"""

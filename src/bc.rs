//! Dirichlet boundary conditions on stage unknowns.
//!
//! A [`DirichletBc`] pins selected degrees of freedom of one field to prescribed
//! time-dependent data. The stage transformations lower each condition into strong
//! constraints on the stage unknowns; [`StageBoundaryCondition`] holds the recipe for
//! computing the constrained target values, which depends on the transformation and
//! must be re-evaluated at the start of every step.

use nalgebra::{DMatrix, DVector, Scalar};
use serde::{Deserialize, Serialize};

use crate::operators::{SemidiscreteSystem, SourceId};
use crate::space::{StageLayout, SystemState};
use crate::{ConfigError, Real};

/// Selects how Dirichlet data is imposed on Runge-Kutta stage unknowns.
#[derive(Debug, Clone, Copy, PartialEq, Eq, Hash, Serialize, Deserialize)]
pub enum BcType {
    /// Constrain the stage solution values to the boundary data. This is the
    /// appropriate choice for differential-algebraic systems, where the constrained
    /// degrees of freedom carry no time derivative of their own.
    Dae,
    /// Constrain the stage derivative values to the time derivative of the boundary
    /// data. Conditions imposed this way require derivative data, but keep the
    /// stage system consistent with the underlying ODE.
    Ode,
}

/// A Dirichlet condition pinning selected degrees of freedom of one field.
///
/// The data source must evaluate to one value per constrained degree of freedom, in
/// the order the degrees of freedom are listed. ODE-type imposition additionally
/// requires the time derivative of the data as a second source.
#[derive(Debug, Clone, PartialEq, Eq, Serialize, Deserialize)]
pub struct DirichletBc {
    field: usize,
    dofs: Vec<usize>,
    data: SourceId,
    derivative: Option<SourceId>,
}

impl DirichletBc {
    pub fn new(field: usize, dofs: Vec<usize>, data: SourceId) -> Self {
        Self {
            field,
            dofs,
            data,
            derivative: None,
        }
    }

    /// Attaches the time derivative of the boundary data.
    pub fn with_derivative(self, derivative: SourceId) -> Self {
        Self {
            derivative: Some(derivative),
            ..self
        }
    }

    pub fn field(&self) -> usize {
        self.field
    }

    pub fn dofs(&self) -> &[usize] {
        &self.dofs
    }

    pub fn data(&self) -> SourceId {
        self.data
    }

    pub fn derivative(&self) -> Option<SourceId> {
        self.derivative
    }

    pub(crate) fn validate<T: Real>(
        &self,
        bc_index: usize,
        system: &SemidiscreteSystem<T>,
    ) -> Result<(), ConfigError> {
        let space = system.space();
        if self.field >= space.num_fields() {
            return Err(ConfigError::FieldIndexOutOfRange {
                field: self.field,
                num_fields: space.num_fields(),
            });
        }
        let field_dim = space.field_dim(self.field);
        for &dof in &self.dofs {
            if dof >= field_dim {
                return Err(ConfigError::DofIndexOutOfRange { dof, field_dim });
            }
        }
        for id in std::iter::once(self.data).chain(self.derivative) {
            let source = system
                .source(id)
                .ok_or(ConfigError::UnknownSource { source: id.index() })?;
            if source.dimension() != self.dofs.len() {
                return Err(ConfigError::BoundaryDataDimensionMismatch {
                    bc_index,
                    expected: self.dofs.len(),
                    found: source.dimension(),
                });
            }
        }
        Ok(())
    }
}

#[derive(Debug, Clone, PartialEq)]
enum StageBcKind<T: Scalar> {
    /// Stage solution values $G_i$ are pinned, so the stage unknown targets are
    /// $A_1^{-1} (G - u_0) / \Delta t$.
    Dae { a1_inv: DMatrix<T> },
    /// Stage derivative values $G_i'$ are pinned, so the stage unknown targets are
    /// $A_2 G'$.
    Ode { a2: DMatrix<T> },
    /// Trial coefficients are pinned to the $L^2$-in-time projection of the data,
    /// so the targets are $P S$ with $S$ sampled at the quadrature times.
    Projection { projector: DMatrix<T> },
}

/// A Dirichlet condition lowered onto the stage unknowns of a transformed problem.
///
/// Holds the condition itself together with the sample locations within a step and
/// the matrix that mixes samples into per-stage target values.
#[derive(Debug, Clone, PartialEq)]
pub struct StageBoundaryCondition<T: Scalar> {
    bc: DirichletBc,
    /// The source sampled for the targets: the data itself, or its time derivative
    /// for ODE-type imposition.
    source: SourceId,
    /// Sample locations within the step, as fractions of the step size.
    sample_offsets: DVector<T>,
    kind: StageBcKind<T>,
    num_stages: usize,
}

impl<T: Real> StageBoundaryCondition<T> {
    pub(crate) fn dae(bc: DirichletBc, c: DVector<T>, a1_inv: DMatrix<T>) -> Self {
        let source = bc.data();
        let num_stages = c.len();
        Self {
            bc,
            source,
            sample_offsets: c,
            kind: StageBcKind::Dae { a1_inv },
            num_stages,
        }
    }

    pub(crate) fn ode(bc: DirichletBc, derivative: SourceId, c: DVector<T>, a2: DMatrix<T>) -> Self {
        let num_stages = c.len();
        Self {
            bc,
            source: derivative,
            sample_offsets: c,
            kind: StageBcKind::Ode { a2 },
            num_stages,
        }
    }

    pub(crate) fn projection(
        bc: DirichletBc,
        quadrature_points: DVector<T>,
        projector: DMatrix<T>,
    ) -> Self {
        let source = bc.data();
        let num_stages = projector.nrows();
        Self {
            bc,
            source,
            sample_offsets: quadrature_points,
            kind: StageBcKind::Projection { projector },
            num_stages,
        }
    }

    pub fn bc(&self) -> &DirichletBc {
        &self.bc
    }

    pub fn num_stages(&self) -> usize {
        self.num_stages
    }

    pub fn sample_offsets(&self) -> &DVector<T> {
        &self.sample_offsets
    }

    /// Samples the relevant data source at every sample time of the step starting at
    /// `t` with step size `dt`.
    ///
    /// The returned matrix has one row per constrained degree of freedom and one
    /// column per sample location.
    pub fn sampled_data(
        &self,
        system: &SemidiscreteSystem<T>,
        t: T,
        dt: T,
    ) -> eyre::Result<DMatrix<T>> {
        let source = system
            .source(self.source)
            .ok_or(ConfigError::UnknownSource {
                source: self.source.index(),
            })?;
        let mut samples = DMatrix::zeros(self.bc.dofs().len(), self.sample_offsets.len());
        for (k, &offset) in self.sample_offsets.iter().enumerate() {
            source.eval_into(samples.column_mut(k), t + offset * dt);
        }
        Ok(samples)
    }

    /// Computes the target values of the constrained stage unknowns for a step from
    /// `t` with step size `dt` and previous solution `u0`.
    ///
    /// The returned matrix has one row per constrained degree of freedom and one
    /// column per stage.
    pub fn stage_targets(
        &self,
        system: &SemidiscreteSystem<T>,
        t: T,
        dt: T,
        u0: &SystemState<T>,
    ) -> eyre::Result<DMatrix<T>> {
        let mut samples = self.sampled_data(system, t, dt)?;
        let targets = match &self.kind {
            StageBcKind::Dae { a1_inv } => {
                let u0_field = u0.field(self.bc.field());
                for mut column in samples.column_iter_mut() {
                    for (value, &dof) in column.iter_mut().zip(self.bc.dofs()) {
                        *value -= u0_field[dof];
                    }
                }
                samples * a1_inv.transpose() / dt
            }
            StageBcKind::Ode { a2 } => samples * a2.transpose(),
            StageBcKind::Projection { projector } => samples * projector.transpose(),
        };
        Ok(targets)
    }

    /// Invokes `f` with the index into the stage vector and the target value of
    /// every constrained unknown.
    pub(crate) fn for_each_constraint(
        &self,
        layout: &StageLayout,
        targets: &DMatrix<T>,
        mut f: impl FnMut(usize, T),
    ) {
        for stage in 0..self.num_stages {
            let start = layout.block_range(stage, self.bc.field()).start;
            for (local, &dof) in self.bc.dofs().iter().enumerate() {
                f(start + dof, targets[(local, stage)]);
            }
        }
    }
}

"""

▶ _What to do_
Reproduce the material above. Do not change a word.

▶ _Exercise response_
filename src/bc.rs
//! Dirichlet boundary conditions on stage unknowns.
//!
//! A [`DirichletBc`] pins selected degrees of freedom of one field to prescribed
//! time-dependent data. The stage transformations lower each condition into strong
//! constraints on the stage unknowns; [`StageBoundaryCondition`] holds the recipe for
//! computing the constrained target values, which depends on the transformation and
//! must be re-evaluated at the start of every step.

use nalgebra::{DMatrix, DVector, Scalar};
use serde::{Deserialize, Serialize};

use crate::operators::{SemidiscreteSystem, SourceId};
use crate::space::{StageLayout, SystemState};
use crate::{ConfigError, Real};

/// Selects how Dirichlet data is imposed on Runge-Kutta stage unknowns.
#[derive(Debug, Clone, Copy, PartialEq, Eq, Hash, Serialize, Deserialize)]
pub enum BcType {
    /// Constrain the stage solution values to the boundary data. This is the
    /// appropriate choice for differential-algebraic systems, where the constrained
    /// degrees of freedom carry no time derivative of their own.
    Dae,
    /// Constrain the stage derivative values to the time derivative of the boundary
    /// data. Conditions imposed this way require derivative data, but keep the
    /// stage system consistent with the underlying ODE.
    Ode,
}

/// A Dirichlet condition pinning selected degrees of freedom of one field.
///
/// The data source must evaluate to one value per constrained degree of freedom, in
/// the order the degrees of freedom are listed. ODE-type imposition additionally
/// requires the time derivative of the data as a second source.
#[derive(Debug, Clone, PartialEq, Eq, Serialize, Deserialize)]
pub struct DirichletBc {
    field: usize,
    dofs: Vec<usize>,
    data: SourceId,
    derivative: Option<SourceId>,
}

impl DirichletBc {
    pub fn new(field: usize, dofs: Vec<usize>, data: SourceId) -> Self {
        Self {
            field,
            dofs,
            data,
            derivative: None,
        }
    }

    /// Attaches the time derivative of the boundary data.
    pub fn with_derivative(self, derivative: SourceId) -> Self {
        Self {
            derivative: Some(derivative),
            ..self
        }
    }

    pub fn field(&self) -> usize {
        self.field
    }

    pub fn dofs(&self) -> &[usize] {
        &self.dofs
    }

    pub fn data(&self) -> SourceId {
        self.data
    }

    pub fn derivative(&self) -> Option<SourceId> {
        self.derivative
    }

    pub(crate) fn validate<T: Real>(
        &self,
        bc_index: usize,
        system: &SemidiscreteSystem<T>,
    ) -> Result<(), ConfigError> {
        let space = system.space();
        if self.field >= space.num_fields() {
            return Err(ConfigError::FieldIndexOutOfRange {
                field: self.field,
                num_fields: space.num_fields(),
            });
        }
        let field_dim = space.field_dim(self.field);
        for &dof in &self.dofs {
            if dof >= field_dim {
                return Err(ConfigError::DofIndexOutOfRange { dof, field_dim });
            }
        }
        for id in std::iter::once(self.data).chain(self.derivative) {
            let source = system
                .source(id)
                .ok_or(ConfigError::UnknownSource { source: id.index() })?;
            if source.dimension() != self.dofs.len() {
                return Err(ConfigError::BoundaryDataDimensionMismatch {
                    bc_index,
                    expected: self.dofs.len(),
                    found: source.dimension(),
                });
            }
        }
        Ok(())
    }
}

#[derive(Debug, Clone, PartialEq)]
enum StageBcKind<T: Scalar> {
    /// Stage solution values $G_i$ are pinned, so the stage unknown targets are
    /// $A_1^{-1} (G - u_0) / \Delta t$.
    Dae { a1_inv: DMatrix<T> },
    /// Stage derivative values $G_i'$ are pinned, so the stage unknown targets are
    /// $A_2 G'$.
    Ode { a2: DMatrix<T> },
    /// Trial coefficients are pinned to the $L^2$-in-time projection of the data,
    /// so the targets are $P S$ with $S$ sampled at the quadrature times.
    Projection { projector: DMatrix<T> },
}

/// A Dirichlet condition lowered onto the stage unknowns of a transformed problem.
///
/// Holds the condition itself together with the sample locations within a step and
/// the matrix that mixes samples into per-stage target values.
#[derive(Debug, Clone, PartialEq)]
pub struct StageBoundaryCondition<T: Scalar> {
    bc: DirichletBc,
    /// The source sampled for the targets: the data itself, or its time derivative
    /// for ODE-type imposition.
    source: SourceId,
    /// Sample locations within the step, as fractions of the step size.
    sample_offsets: DVector<T>,
    kind: StageBcKind<T>,
    num_stages: usize,
}

impl<T: Real> StageBoundaryCondition<T> {
    pub(crate) fn dae(bc: DirichletBc, c: DVector<T>, a1_inv: DMatrix<T>) -> Self {
        let source = bc.data();
        let num_stages = c.len();
        Self {
            bc,
            source,
            sample_offsets: c,
            kind: StageBcKind::Dae { a1_inv },
            num_stages,
        }
    }

    pub(crate) fn ode(bc: DirichletBc, derivative: SourceId, c: DVector<T>, a2: DMatrix<T>) -> Self {
        let num_stages = c.len();
        Self {
            bc,
            source: derivative,
            sample_offsets: c,
            kind: StageBcKind::Ode { a2 },
            num_stages,
        }
    }

    pub(crate) fn projection(
        bc: DirichletBc,
        quadrature_points: DVector<T>,
        projector: DMatrix<T>,
    ) -> Self {
        let source = bc.data();
        let num_stages = projector.nrows();
        Self {
            bc,
            source,
            sample_offsets: quadrature_points,
            kind: StageBcKind::Projection { projector },
            num_stages,
        }
    }

    pub fn bc(&self) -> &DirichletBc {
        &self.bc
    }

    pub fn num_stages(&self) -> usize {
        self.num_stages
    }

    pub fn sample_offsets(&self) -> &DVector<T> {
        &self.sample_offsets
    }

    /// Samples the relevant data source at every sample time of the step starting at
    /// `t` with step size `dt`.
    ///
    /// The returned matrix has one row per constrained degree of freedom and one
    /// column per sample location.
    pub fn sampled_data(
        &self,
        system: &SemidiscreteSystem<T>,
        t: T,
        dt: T,
    ) -> eyre::Result<DMatrix<T>> {
        let source = system
            .source(self.source)
            .ok_or(ConfigError::UnknownSource {
                source: self.source.index(),
            })?;
        let mut samples = DMatrix::zeros(self.bc.dofs().len(), self.sample_offsets.len());
        for (k, &offset) in self.sample_offsets.iter().enumerate() {
            source.eval_into(samples.column_mut(k), t + offset * dt);
        }
        Ok(samples)
    }

    /// Computes the target values of the constrained stage unknowns for a step from
    /// `t` with step size `dt` and previous solution `u0`.
    ///
    /// The returned matrix has one row per constrained degree of freedom and one
    /// column per stage.
    pub fn stage_targets(
        &self,
        system: &SemidiscreteSystem<T>,
        t: T,
        dt: T,
        u0: &SystemState<T>,
    ) -> eyre::Result<DMatrix<T>> {
        let mut samples = self.sampled_data(system, t, dt)?;
        let targets = match &self.kind {
            StageBcKind::Dae { a1_inv } => {
                let u0_field = u0.field(self.bc.field());
                for mut column in samples.column_iter_mut() {
                    for (value, &dof) in column.iter_mut().zip(self.bc.dofs()) {
                        *value -= u0_field[dof];
                    }
                }
                samples * a1_inv.transpose() / dt
            }
            StageBcKind::Ode { a2 } => samples * a2.transpose(),
            StageBcKind::Projection { projector } => samples * projector.transpose(),
        };
        Ok(targets)
    }

    /// Invokes `f` with the index into the stage vector and the target value of
    /// every constrained unknown.
    pub(crate) fn for_each_constraint(
        &self,
        layout: &StageLayout,
        targets: &DMatrix<T>,
        mut f: impl FnMut(usize, T),
    ) {
        for stage in 0..self.num_stages {
            let start = layout.block_range(stage, self.bc.field()).start;
            for (local, &dof) in self.bc.dofs().iter().enumerate() {
                f(start + dof, targets[(local, stage)]);
            }
        }
    }
}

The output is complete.